Might this turn the gay-marriage debate on its head?
Women might soon be able to produce sperm in a development that could allow lesbian couples to have their own biological daughters, according to a pioneering study published today.
Scientists are seeking ethical permission to produce synthetic sperm cells from a woman's bone marrow tissue after showing that it possible to produce rudimentary sperm cells from male bone-marrow tissue.
The researchers said they had already produced early sperm cells from bone-marrow tissue taken from men. They believe the findings show that it may be possible to restore fertility to men who cannot naturally produce their own sperm.
So it's a fertility treatment, that just happens to allow lesbians to conceive a child biologically related to both parents. It's also part of a larger effort to take bone marrow stem cells and try to coax them to differentiate into different kinds of cells.
It won't work for gay male couples, because they lack ovaries and eggs.
Also, because of the lack of a Y chromosome, all children of such unions will be female.
The science is still very young; they haven't actually made viable sperm yet. But it's intriguing.
Update: I've come up with one wrinkle to this potential procedure that raises ethical questions. It appears that it could allow a woman to produce a child entirely by herself: combining an egg from her ovaries with sperm taken from her marrow.
I'm not sure that's exactly unethical -- it's really just a do-it-yourself sperm-donor kit -- but given the inbreeding problem, it's probably a very bad idea.

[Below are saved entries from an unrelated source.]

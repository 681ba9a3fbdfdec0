//! Guard functions checking values at the point of use.
//!
//! Each guard returns the checked value on success, so it can be chained with `?`, and
//! [`Error::InvalidArgument`](crate::Error::InvalidArgument) naming the checked value otherwise.

use crate::{Error, Result};

/// Returns the contained value, or an error if `value` is `None`.
///
/// # Example
///
/// ```
/// # use facsim::guard::require_some;
/// assert_eq!(require_some("seed", Some(7)).unwrap(), 7);
/// assert!(require_some::<u64>("seed", None).is_err());
/// ```
pub fn require_some<T>(name: &str, value: Option<T>) -> Result<T> {
    value.ok_or_else(|| Error::invalid_argument(name, "a value is required"))
}

/// Returns `value` if `predicate` accepts it; otherwise fails with `reason`.
///
/// The reason is computed lazily, and only when the check fails.
pub fn require_valid<T, P, R>(name: &str, value: T, predicate: P, reason: R) -> Result<T>
where
    P: FnOnce(&T) -> bool,
    R: FnOnce(&T) -> String,
{
    if predicate(&value) {
        Ok(value)
    } else {
        let reason = reason(&value);
        Err(Error::invalid_argument(name, reason))
    }
}
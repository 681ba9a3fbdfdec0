//! Facsimile launcher: resolves the run configuration and sets up logging.
#![warn(
    missing_docs,
    trivial_casts,
    trivial_numeric_casts,
    unused_import_braces,
    unused_qualifications
)]
#![warn(clippy::all, clippy::pedantic)]
#![allow(clippy::module_name_repetitions, clippy::default_trait_access)]

use std::fs::File;
use std::io::{BufWriter, Write};
use std::path::Path;

use eyre::WrapErr;
use serde::Serialize;

use facsim::{logger::LoggerBuilder, parse_args, usage, BuildInfo, Error, RunConfiguration};

/// Exit code reported for invalid option values.
const INVALID_ARGUMENT_EXIT_CODE: i32 = 2;

/// Contents of the report file.
#[derive(Serialize)]
struct Report<'a> {
    build: BuildInfo,
    configuration: &'a RunConfiguration,
}

/// Writes the resolved configuration as pretty-printed JSON.
fn write_report(path: &Path, report: &Report<'_>) -> eyre::Result<()> {
    let file = File::create(path)
        .wrap_err_with(|| format!("unable to create report file: {}", path.display()))?;
    let mut writer = BufWriter::new(file);
    serde_json::to_writer_pretty(&mut writer, report).wrap_err("unable to write report")?;
    writeln!(writer)?;
    writer.flush()?;
    Ok(())
}

fn main() -> eyre::Result<()> {
    color_eyre::install()?;
    let config = match parse_args(std::env::args_os(), RunConfiguration::default()) {
        Ok(config) => config,
        Err(Error::ParseFailure(err)) => err.exit(),
        Err(err) => {
            eprintln!("error: {}\n\n{}", err, usage());
            std::process::exit(INVALID_ARGUMENT_EXIT_CODE);
        }
    };
    LoggerBuilder::from_config(&config).init()?;

    let build = BuildInfo::current();
    log::info!("{}", build);
    log::debug!("{:?}", config);
    if !config.use_gui() {
        log::info!("Running headless");
    }

    if let Some(path) = config.report_file() {
        write_report(
            path,
            &Report {
                build,
                configuration: &config,
            },
        )?;
        log::info!("Report written to {}", path.display());
    }
    Ok(())
}
use std::fmt;

use serde::Serialize;

/// Name, version, and authorship of this build, captured at compile time.
#[derive(Debug, Clone, Copy, PartialEq, Eq, Serialize)]
pub struct BuildInfo {
    /// Package name.
    pub name: &'static str,
    /// Package version.
    pub version: &'static str,
    /// Colon-separated list of authors.
    pub authors: &'static str,
    /// One-line package description.
    pub description: &'static str,
}

impl BuildInfo {
    /// Information about the current build.
    pub fn current() -> Self {
        Self {
            name: env!("CARGO_PKG_NAME"),
            version: env!("CARGO_PKG_VERSION"),
            authors: env!("CARGO_PKG_AUTHORS"),
            description: env!("CARGO_PKG_DESCRIPTION"),
        }
    }
}

impl fmt::Display for BuildInfo {
    fn fmt(&self, f: &mut fmt::Formatter<'_>) -> fmt::Result {
        write!(f, "{} {}", self.name, self.version)
    }
}
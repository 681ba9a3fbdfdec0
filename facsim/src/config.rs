use std::path::{Path, PathBuf};

use serde::Serialize;

use crate::Severity;

/// Run configuration of a single launcher invocation.
///
/// The configuration is immutable: every `with_*` method consumes the configuration and returns
/// an updated copy.
///
/// # Example
///
/// ```
/// # use facsim::{RunConfiguration, Severity};
/// let config = RunConfiguration::default()
///     .with_log_level(Severity::Debug)
///     .with_gui(false);
/// assert_eq!(config.log_level(), Severity::Debug);
/// assert!(!config.use_gui());
/// assert!(config.config_file().is_none());
/// ```
#[derive(Debug, Clone, PartialEq, Eq, Serialize)]
pub struct RunConfiguration {
    config_file: Option<PathBuf>,
    log_file: Option<PathBuf>,
    report_file: Option<PathBuf>,
    log_level: Severity,
    use_gui: bool,
}

impl Default for RunConfiguration {
    fn default() -> Self {
        Self {
            config_file: None,
            log_file: None,
            report_file: None,
            log_level: Severity::default(),
            use_gui: true,
        }
    }
}

impl RunConfiguration {
    /// Simulation model configuration file.
    pub fn config_file(&self) -> Option<&Path> {
        self.config_file.as_deref()
    }

    /// File receiving log records, if any.
    pub fn log_file(&self) -> Option<&Path> {
        self.log_file.as_deref()
    }

    /// File receiving the run report, if any.
    pub fn report_file(&self) -> Option<&Path> {
        self.report_file.as_deref()
    }

    /// Logging severity.
    pub fn log_level(&self) -> Severity {
        self.log_level
    }

    /// Whether the graphical front end is enabled. Headless runs return `false`.
    pub fn use_gui(&self) -> bool {
        self.use_gui
    }

    /// Sets the configuration file.
    pub fn with_config_file<P: Into<PathBuf>>(self, path: P) -> Self {
        Self {
            config_file: Some(path.into()),
            ..self
        }
    }

    /// Sets the log file.
    pub fn with_log_file<P: Into<PathBuf>>(self, path: P) -> Self {
        Self {
            log_file: Some(path.into()),
            ..self
        }
    }

    /// Sets the report file.
    pub fn with_report_file<P: Into<PathBuf>>(self, path: P) -> Self {
        Self {
            report_file: Some(path.into()),
            ..self
        }
    }

    /// Sets the logging severity.
    pub fn with_log_level(self, log_level: Severity) -> Self {
        Self { log_level, ..self }
    }

    /// Enables or disables the graphical front end.
    pub fn with_gui(self, use_gui: bool) -> Self {
        Self { use_gui, ..self }
    }
}
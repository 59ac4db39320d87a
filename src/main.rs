//! tx-relay - chain client bootstrap plus transaction relay
//!
//! This binary:
//! - Validates the node configuration and brings up the chain client
//! - Relays each head block's transactions to recipient address topics
//! - Serves subscriber WebSockets, health/ready endpoints and Prometheus metrics

use anyhow::Result;
use tokio::signal;
use tracing::{error, info};
use tx_relay::config::RelayConfig;
use tx_relay::engine::MemoryEngine;
use tx_relay::metrics::RelayMetrics;

#[tokio::main]
async fn main() -> Result<()> {
    // Load configuration first to get log level
    let relay_config = RelayConfig::from_env()?;

    // Initialize tracing with configured log level
    tracing_subscriber::fmt()
        .with_env_filter(
            tracing_subscriber::EnvFilter::from_default_env()
                .add_directive(format!("tx_relay={}", relay_config.log_level).parse()?)
                .add_directive("axum=warn".parse()?),
        )
        .json()
        .init();

    info!(
        version = env!("CARGO_PKG_VERSION"),
        network = %relay_config.node.network,
        node_type = %relay_config.node.node_type,
        port = relay_config.relay.port,
        "Starting tx-relay"
    );

    let metrics = RelayMetrics::install()?;
    info!("Prometheus metrics initialized");

    let engine = MemoryEngine::new();

    if let Err(e) = tx_relay::run(relay_config, &engine, Some(metrics), shutdown_signal()).await {
        error!(error = %e, error_type = e.error_type_label(), "Relay terminated");
        return Err(e.into());
    }

    Ok(())
}

/// Wait for shutdown signal (SIGTERM or SIGINT)
async fn shutdown_signal() {
    let ctrl_c = async {
        if let Err(e) = signal::ctrl_c().await {
            error!(error = %e, "Failed to install Ctrl+C handler");
            std::future::pending::<()>().await;
        }
    };

    #[cfg(unix)]
    let terminate = async {
        match signal::unix::signal(signal::unix::SignalKind::terminate()) {
            Ok(mut sigterm) => {
                sigterm.recv().await;
            }
            Err(e) => {
                error!(error = %e, "Failed to install SIGTERM handler");
                std::future::pending::<()>().await;
            }
        }
    };

    #[cfg(not(unix))]
    let terminate = std::future::pending::<()>();

    tokio::select! {
        _ = ctrl_c => {},
        _ = terminate => {},
    }

    info!("Shutdown signal received");
}
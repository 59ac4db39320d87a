//! Subscription gateway
//!
//! Owns the topic registry and one bounded outbound queue per connection.
//! Publishing snapshots a topic's members and enqueues the frame with
//! `try_send`, so a publish never suspends and frames for one topic reach a
//! connection in publish order. Frames for connections that are gone or
//! whose queue is full are dropped.

use crate::metrics;
use crate::relay::messages::{Frame, ServerMessage};
use crate::relay::registry::{ConnectionId, Topic, TopicRegistry};
use dashmap::DashMap;
use tokio::sync::mpsc;
use tracing::{debug, info};

/// Outcome of a single publish
#[derive(Debug, Clone, Copy, PartialEq, Eq, Default)]
pub struct Delivery {
    /// Members at the instant of publish
    pub members: usize,
    pub delivered: usize,
    pub dropped: usize,
}

/// Outbound side of a live connection
pub struct Outbound {
    pub connection_id: ConnectionId,
    pub frames: mpsc::Receiver<Frame>,
}

pub struct SubscriptionGateway {
    registry: TopicRegistry,
    connections: DashMap<ConnectionId, mpsc::Sender<Frame>>,
    queue_capacity: usize,
}

impl SubscriptionGateway {
    pub fn new(queue_capacity: usize) -> Self {
        Self {
            registry: TopicRegistry::new(),
            connections: DashMap::new(),
            queue_capacity: queue_capacity.max(1),
        }
    }

    pub fn registry(&self) -> &TopicRegistry {
        &self.registry
    }

    /// Register a new connection and hand back its outbound queue
    pub fn connect(&self) -> Outbound {
        let connection_id = ConnectionId::new();
        let (tx, frames) = mpsc::channel(self.queue_capacity);
        self.connections.insert(connection_id, tx);

        metrics::set_connections(self.connections.len());
        info!(connection_id = %connection_id, "Client connected");

        Outbound {
            connection_id,
            frames,
        }
    }

    /// Join `topic`. Membership is visible to publishes once this returns.
    pub fn subscribe(&self, connection: ConnectionId, topic: &Topic) -> bool {
        let added = self.registry.subscribe(connection, topic);
        if added {
            metrics::record_subscription_change("subscribe");
        }
        info!(connection_id = %connection, topic = %topic, "Subscribed");
        added
    }

    pub fn unsubscribe(&self, connection: ConnectionId, topic: &Topic) -> bool {
        let removed = self.registry.unsubscribe(connection, topic);
        if removed {
            metrics::record_subscription_change("unsubscribe");
        }
        info!(connection_id = %connection, topic = %topic, "Unsubscribed");
        removed
    }

    /// Drop the connection from every topic and close its queue
    pub fn disconnect(&self, connection: ConnectionId) {
        let topics = self.registry.remove_connection(connection);
        self.connections.remove(&connection);

        metrics::set_connections(self.connections.len());
        info!(
            connection_id = %connection,
            topics = topics.len(),
            "Client gone"
        );
    }

    /// Send a frame to one connection only (acks and errors)
    pub fn send_to(&self, connection: ConnectionId, message: &ServerMessage) -> bool {
        let Ok(frame) = message.to_frame() else {
            return false;
        };
        match self.connections.get(&connection) {
            Some(tx) => tx.try_send(frame).is_ok(),
            None => false,
        }
    }

    /// Deliver `message` to every current member of `topic`
    pub fn publish(&self, topic: &Topic, message: &ServerMessage) -> Delivery {
        let members = self.registry.members(topic);
        if members.is_empty() {
            return Delivery::default();
        }

        let frame = match message.to_frame() {
            Ok(frame) => frame,
            Err(e) => {
                metrics::record_error(e.error_type_label());
                return Delivery {
                    members: members.len(),
                    delivered: 0,
                    dropped: members.len(),
                };
            }
        };

        let mut delivery = Delivery {
            members: members.len(),
            ..Default::default()
        };

        for connection in members {
            let sent = self
                .connections
                .get(&connection)
                .map(|tx| tx.try_send(frame.clone()).is_ok())
                .unwrap_or(false);

            if sent {
                delivery.delivered += 1;
            } else {
                delivery.dropped += 1;
                debug!(connection_id = %connection, topic = %topic, "Frame dropped");
            }
        }

        metrics::record_publish(message.event_name(), delivery.delivered, delivery.dropped);
        delivery
    }

    pub fn connection_count(&self) -> usize {
        self.connections.len()
    }
}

It would be banned for the same reason cousins aren't allowed to marry.
gay rights, stem cells, science, politics, midtopia
8 comments:
Just because science enables us to do something....doesn't mean we should. I have a real ethical problem with this.
JP5
What ethical problem is that?
Sean ,
For me the ethical issue involved is this. Who is the biological father ? some scientific process ?
some bone marrow ?
While lesbian couples have every right to have kids of their own. This is taking it a little too far.
We will become a very artificial society if we have such children in our midst.
Having agreed , I am thinking of the kind of crowd that will be radically opposed to this. It will be the same crowd that will gladly fund research to isolate the "gay gene"
GK
GK: I suppose technically the biological "father" would be the woman the sperm cells came from.
But I don't understand why that question is an ethical issue. A legal and technical one, maybe, but not an ethical one.
I can just hear the conversation on the playground now:
"Who is your Daddy?"
"My Daddy is my Mother?"
"Huh??? How can your Daddy be your Mother?"
"Because of some scientific experiment, my Daddy is my Mother"
"No, really....who's your Daddy?"
Er, so what?
The "who's your father?" question wouldn't be any different than it is now for the children of lesbian parents.
I'm intrigued by the seeking of "ethical permission." Who decides and how does that work?
This is occuring in Britain, and there appears to be a government entity: The Human Fertilisation and Embryology Authority.
A more general answer is that many research institutions, such as public universities and hospitals, have ethics boards to handle questions like this.